Katie still gets frustrated with me because I’m slow to come around to new ideas, to life changes. Well, she calls it slow, I call it calculated. But once I’m on board, I go with the throttle all the way down, the sail at a broad reach. There’s frustration but I think, mostly, we understand this about each other. She wants to move, move, move, advance, advance, advance. I want to cruise a little bit. My furious need to advance is committed to my work. And it makes me miserable. I want to take my family slow because I want to enjoy my family. Katie and Eddie are the greatest things to ever happen to me, and perhaps to this planet.

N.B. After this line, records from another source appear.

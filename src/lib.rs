//! Herdbook - animal register kept in a spreadsheet worksheet
//!
//! The worksheet is the only persistence. The register loads it once, and
//! every add, update or delete rewrites the whole worksheet.
//!
//! # Features
//!
//! - Full-overwrite sync behind a `load`/`commit` boundary ([`store::RowStore`])
//! - Day-first date parsing, `dd/mm/yyyy` on disk
//! - Year partition and zero-filled year × species counts
//! - Named fallback rules for malformed dates ([`dates::EditDatePolicy`])
//! - `.xlsx` worksheet backend, CLI and JSON HTTP API
//!
//! # Example
//!
//! ```no_run
//! use herdbook::register::Register;
//! use herdbook::store::StoreConfig;
//! use herdbook::types::Record;
//!
//! let store = StoreConfig::new("herd.xlsx", "Sheet1").open()?;
//! let mut register = Register::open(store)?;
//!
//! register.add(Record::new("Fido", "Dog").with_acquired("01/06/2022"))?;
//! let counts = register.counts();
//! println!("Dogs in 2022: {:?}", counts.get(2022, "Dog"));
//! # Ok::<(), herdbook::error::HerdbookError>(())
//! ```

pub mod api;
pub mod cli;
pub mod dates;
pub mod error;
pub mod partition;
pub mod register;
pub mod store;
pub mod types;

// Re-export commonly used types
pub use error::{HerdbookError, HerdbookResult};
pub use register::Register;
pub use types::{CellValue, Frame, Record};
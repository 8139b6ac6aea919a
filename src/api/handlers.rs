//! API request handlers
//!
//! Handlers for all REST API endpoints.

use std::sync::{Arc, MutexGuard};

use axum::{
    extract::{Path, State},
    http::StatusCode,
    response::{IntoResponse, Response},
    Json,
};
use serde::{Deserialize, Serialize};
use uuid::Uuid;

use crate::error::HerdbookError;
use crate::partition::{CountTable, YearPartition};
use crate::register::Register;
use crate::store::DynStore;
use crate::types::{CellValue, Record};

use super::server::AppState;

/// Standard API response wrapper
#[derive(Serialize, Deserialize)]
pub struct ApiResponse<T> {
    pub success: bool,
    pub request_id: String,
    #[serde(skip_serializing_if = "Option::is_none")]
    pub data: Option<T>,
    #[serde(skip_serializing_if = "Option::is_none")]
    pub error: Option<String>,
}

impl<T> ApiResponse<T> {
    pub fn ok(data: T) -> Self {
        Self {
            success: true,
            request_id: Uuid::new_v4().to_string(),
            data: Some(data),
            error: None,
        }
    }

    pub fn err(message: impl Into<String>) -> Self {
        Self {
            success: false,
            request_id: Uuid::new_v4().to_string(),
            data: None,
            error: Some(message.into()),
        }
    }
}

type ApiResult<T> = Result<Json<ApiResponse<T>>, ApiError>;

/// Error mapped to an HTTP status with an `ApiResponse` body
#[derive(Debug)]
pub struct ApiError {
    pub status: StatusCode,
    pub message: String,
}

impl From<HerdbookError> for ApiError {
    fn from(e: HerdbookError) -> Self {
        let status = match &e {
            HerdbookError::NoSuchRecord { .. } => StatusCode::NOT_FOUND,
            HerdbookError::InvalidDate(_) => StatusCode::UNPROCESSABLE_ENTITY,
            HerdbookError::PartialWrite { .. } | HerdbookError::Write(_) => StatusCode::BAD_GATEWAY,
            _ => StatusCode::INTERNAL_SERVER_ERROR,
        };
        Self {
            status,
            message: e.to_string(),
        }
    }
}

impl IntoResponse for ApiError {
    fn into_response(self) -> Response {
        (self.status, Json(ApiResponse::<()>::err(self.message))).into_response()
    }
}

fn lock(state: &AppState) -> Result<MutexGuard<'_, Register<DynStore>>, ApiError> {
    state.register.lock().map_err(|_| ApiError {
        status: StatusCode::INTERNAL_SERVER_ERROR,
        message: "register lock poisoned by an earlier failure".to_string(),
    })
}

/// Root endpoint response
#[derive(Serialize, Deserialize)]
pub struct RootResponse {
    pub name: String,
    pub version: String,
    pub description: String,
    pub endpoints: Vec<EndpointInfo>,
}

#[derive(Serialize, Deserialize)]
pub struct EndpointInfo {
    pub path: String,
    pub method: String,
    pub description: String,
}

fn endpoint(method: &str, path: &str, description: &str) -> EndpointInfo {
    EndpointInfo {
        path: path.to_string(),
        method: method.to_string(),
        description: description.to_string(),
    }
}

/// GET / - Root info
pub async fn root(State(state): State<Arc<AppState>>) -> impl IntoResponse {
    Json(ApiResponse::ok(RootResponse {
        name: "Herdbook API Server".to_string(),
        version: state.version.clone(),
        description: "Animal register backed by a spreadsheet worksheet".to_string(),
        endpoints: vec![
            endpoint("GET", "/health", "Health check endpoint"),
            endpoint("GET", "/version", "Get server version"),
            endpoint("GET", "/api/v1/records", "List all records"),
            endpoint("POST", "/api/v1/records", "Add a record (acquired defaults to today)"),
            endpoint("PUT", "/api/v1/records/:index", "Update the record at an index"),
            endpoint("DELETE", "/api/v1/records/:index", "Delete the record at an index"),
            endpoint("GET", "/api/v1/years", "Records partitioned by year and species"),
            endpoint("GET", "/api/v1/counts", "Year x species count table"),
        ],
    }))
}

/// Health check response
#[derive(Serialize, Deserialize)]
pub struct HealthResponse {
    pub status: String,
    pub records: usize,
}

/// GET /health - Health check
pub async fn health(State(state): State<Arc<AppState>>) -> ApiResult<HealthResponse> {
    let register = lock(&state)?;
    Ok(Json(ApiResponse::ok(HealthResponse {
        status: "healthy".to_string(),
        records: register.len(),
    })))
}

/// Version response
#[derive(Serialize, Deserialize)]
pub struct VersionResponse {
    pub version: String,
}

/// GET /version - Server version
pub async fn version(State(state): State<Arc<AppState>>) -> impl IntoResponse {
    Json(ApiResponse::ok(VersionResponse {
        version: state.version.clone(),
    }))
}

/// A record with its position in the register
#[derive(Serialize, Deserialize, Debug, PartialEq)]
pub struct IndexedRecord {
    pub index: usize,
    #[serde(flatten)]
    pub record: Record,
}

#[derive(Serialize, Deserialize)]
pub struct RecordsResponse {
    pub count: usize,
    pub records: Vec<IndexedRecord>,
}

/// GET /api/v1/records - List records
pub async fn list_records(State(state): State<Arc<AppState>>) -> ApiResult<RecordsResponse> {
    let register = lock(&state)?;
    let records: Vec<IndexedRecord> = register
        .list()
        .into_iter()
        .enumerate()
        .map(|(index, record)| IndexedRecord { index, record })
        .collect();
    Ok(Json(ApiResponse::ok(RecordsResponse {
        count: records.len(),
        records,
    })))
}

/// POST /api/v1/records - Add a record. A missing acquisition date is today.
pub async fn add_record(
    State(state): State<Arc<AppState>>,
    Json(mut record): Json<Record>,
) -> ApiResult<IndexedRecord> {
    let mut register = lock(&state)?;
    if record.acquired.is_empty() {
        record.acquired = CellValue::Date(register.today());
    }
    let index = register.add(record)?;
    let record = register.get(index)?;
    Ok(Json(ApiResponse::ok(IndexedRecord { index, record })))
}

/// PUT /api/v1/records/:index - Update a record
pub async fn update_record(
    State(state): State<Arc<AppState>>,
    Path(index): Path<usize>,
    Json(record): Json<Record>,
) -> ApiResult<IndexedRecord> {
    let mut register = lock(&state)?;
    let record = register.update(index, record)?;
    Ok(Json(ApiResponse::ok(IndexedRecord { index, record })))
}

#[derive(Serialize, Deserialize)]
pub struct DeleteResponse {
    pub removed: IndexedRecord,
    pub remaining: usize,
}

/// DELETE /api/v1/records/:index - Delete a record
pub async fn delete_record(
    State(state): State<Arc<AppState>>,
    Path(index): Path<usize>,
) -> ApiResult<DeleteResponse> {
    let mut register = lock(&state)?;
    let record = register.delete(index)?;
    Ok(Json(ApiResponse::ok(DeleteResponse {
        removed: IndexedRecord { index, record },
        remaining: register.len(),
    })))
}

/// GET /api/v1/years - Year partition
pub async fn years(State(state): State<Arc<AppState>>) -> ApiResult<YearPartition> {
    let register = lock(&state)?;
    Ok(Json(ApiResponse::ok(register.partition())))
}

/// GET /api/v1/counts - Year x species counts
pub async fn counts(State(state): State<Arc<AppState>>) -> ApiResult<CountTable> {
    let register = lock(&state)?;
    Ok(Json(ApiResponse::ok(register.counts())))
}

Yeah, my wife and dog are better than yours. But I’m biased, of course. And I have to say that, of course. Because they’re both standing over my goddamn shoulder as I write this in my own office in our apartment because I never get any fucking time to myself!
That’s not true. As I write this, Katie and Eddie are napping in the bedroom. It’s four hours before the midnight marking our first anniversary. This has been a fast and exciting year. Things have happened. Good things. Sad things. Katie things, David things. I still struggle with being in a relationship. It has nothing to do with how I feel about Katie but how I feel about me and how I feel Katie might feel about me. And, at times, how Eddie might feel about me.
But as I got closer to this first anniversary, I realized that September 10th is going to be the new beginning of each year. This is the time when we look back in reflection at what has passed as well as forward in anticipation for what's to come. September 10th, our wedding day, will be to me like everyone else's New Year's Day.
Because if Katie has proved anything to me, it's that she only gets better. I was 37 on our wedding day. I was in no rush to get married for the sake of societal pressuring or that idiotic need humans have convinced themselves of that they must be coupled up. I was only going to get married if it was absolutely necessary. And when it came to Katie, it apparently was.
The night before we were married, before going off to sleep away from each other to avoid seeing each other until the first look thing people do, we swapped wedding gifts. Mine to her was an antique, Edwardian jewelry box. Hers to me was a song she commissioned to the front man of Braid, one of my favorite bands, and a member of several other great bands, Bob Nanna. It's his business and it's called Downwrite and, holy shit! My soon-to-be-wife got the guy who wrote so many of the songs that tended to my so often wounded heart long before Katie was even an idea in my life to write a song about us. And then she got him to cover our wedding song, You've Made Me So Very Happy. And then she got him to record a full-band version of my favorite song of all time, Brandy (You're a Fine Girl). This proves, again, that Katie is the God of Gift Giving.
Give our song by Nanna a listen. It's called Wrap Me Up. And while Bob Nanna rocks, my wife, Katie Himmel, rocks even harder. I'm glad she took me from my solitude and loves me enough to leave me alone enough to appreciate all that she has done and all that she is. And that's why I just had to marry her.